The mansion was completed in late 1928, at a cost between three and five million dollars (worth perhaps fifty times as much today). Greystone cost plenty, but then Doheny had plenty, and the building and stuffing and staffing of the mansion no doubt provided a welcome distraction from the imbroglio of Teapot Dome. The writer Raymond Chandler would in time get lots of mileage out of the Dohenys; their story fascinated him—haunted him, it’s fair to say—and Greystone appears as the home of General Sternwood in The Big Sleep and the Grayle residence in Farewell, My Lovely, in which he writes: “The house itself was not so much. It was smaller than Buckingham Palace, rather grey for California, and had fewer windows than the Chrysler Building … and inside, if you could get inside, a special brand of sunshine, very quiet, put up in noise-proof containers just for the upper classes.”

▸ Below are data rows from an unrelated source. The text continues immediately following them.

// Copyright 2023-Present Datadog, Inc. https://www.datadoghq.com/
// SPDX-License-Identifier: Apache-2.0

use reqwest::StatusCode;

/// Failure of a single enrichment attempt, or of the whole retry sequence.
#[derive(Debug, thiserror::Error)]
pub enum EnrichmentError {
    #[error("enrichment request failed: {0}")]
    Transport(#[from] reqwest::Error),

    #[error("enrichment service returned status {status}, response: {body}")]
    Status { status: StatusCode, body: String },

    #[error("malformed enrichment response: {0}")]
    Decode(#[source] serde_json::Error),

    #[error("failed to enrich record {id} after {attempts} attempts: {last}")]
    Exhausted {
        id: String,
        attempts: u32,
        last: Box<EnrichmentError>,
    },
}

/// Failure to deliver a batch to the analytics sink.
#[derive(Debug, thiserror::Error)]
pub enum SendError {
    #[error("failed to serialize batch: {0}")]
    Serialize(#[source] serde_json::Error),

    #[error("analytics request failed: {0}")]
    Transport(#[from] reqwest::Error),

    #[error("analytics service returned status {status}, response: {body}")]
    Status { status: StatusCode, body: String },

    #[error("malformed analytics response: {0}")]
    Decode(#[source] serde_json::Error),
}

/// Returned when a record is offered to a buffer that no longer accepts records.
#[derive(Debug, Clone, Copy, PartialEq, Eq, thiserror::Error)]
#[error("batch buffer is closed")]
pub struct BufferClosed;

/// Reasons an inbound submission is rejected.
#[derive(Debug, thiserror::Error)]
pub enum IntakeError {
    #[error("Invalid JSON format: {0}")]
    Decode(#[source] serde_json::Error),

    #[error("Failed to enrich record: {0}")]
    Enrichment(#[from] EnrichmentError),

    #[error("Pipeline is shutting down: {0}")]
    BufferClosed(#[from] BufferClosed),
}

impl IntakeError {
    /// Status code reported to the submitting client.
    pub fn status_code(&self) -> hyper::StatusCode {
        match self {
            IntakeError::Decode(_) => hyper::StatusCode::BAD_REQUEST,
            IntakeError::Enrichment(_) => hyper::StatusCode::INTERNAL_SERVER_ERROR,
            IntakeError::BufferClosed(_) => hyper::StatusCode::SERVICE_UNAVAILABLE,
        }
    }
}
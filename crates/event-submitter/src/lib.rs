// Copyright 2023-Present Datadog, Inc. https://www.datadoghq.com/
// SPDX-License-Identifier: Apache-2.0

#![cfg_attr(not(test), deny(clippy::panic))]
#![cfg_attr(not(test), deny(clippy::unwrap_used))]
#![cfg_attr(not(test), deny(clippy::expect_used))]
#![cfg_attr(not(test), deny(clippy::todo))]
#![cfg_attr(not(test), deny(clippy::unimplemented))]

pub mod category;
pub mod error;
pub mod source_file;
pub mod submitter;
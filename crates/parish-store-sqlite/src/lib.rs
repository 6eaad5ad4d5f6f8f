//! SQLite backend for the parish store.
//!
//! Wraps [`tokio_rusqlite`] so all database access runs on a dedicated thread
//! without blocking the async runtime. Multi-row writes run inside a single
//! `IMMEDIATE` transaction.

mod encode;
mod graph;
mod queries;
mod schema;
mod store;

pub mod error;

pub use error::{Error, Result};
pub use store::SqliteStore;

#[cfg(test)]
mod tests;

If you could get inside … In Mexico, Doheny had hired an army to protect an entire region against insurgents and unpredictable revolution. In Los Angeles, he turned the family homes into fortresses. “Beverly Hills residents came to regard Greystone as a self-contained principality,” writes Margaret Leslie Davis. “The estate had its own gatekeepers, watchmen, mechanics, house staff, field crews, and even its own fire station. A neo-Gothic garage, which housed ten of Ned and Lucy’s cars, featured its own gas pumps, lifts, and machine shops. Among the staff were cooks, housemaids, a kitchen maid, laundresses, a maintenance worker, a painter, ten gardeners, four chauffeurs, and two operators who ran Ned’s two telephone switchboards.”

Among the staff … Even the wealthiest can’t work or live alone—not if they wish (like the Dohenys did) to live with style and show. Cocoons are really only effective for the recluse. For a while Doheny Sr. employed as one of his private secretaries a smart, educated young woman named Miriam Lerner, the daughter of a department-store owner, a girl from a good family. No doubt the fact that she was gorgeous helped too. Lerner was a mistress of the photographer Edward Weston, and became the subject for some of his most famous nude studies. Among Lerner’s other lovers was a young artist and beginning screenwriter, John Huston. In the early 1930s, while living in the South of France, she helped Emma Goldman write her autobiography. At this time, in the late 1920s, she turned her Los Feliz house into a salon for writers, artists, bohemians, whose money problems she soothed by fixing cushy jobs with the Dohenys. Thus, the future bookdealer Jake Zeitlin trimmed the Greystone lawns, and for a while Louis Adamic had jockeyed gas from a Greystone pump.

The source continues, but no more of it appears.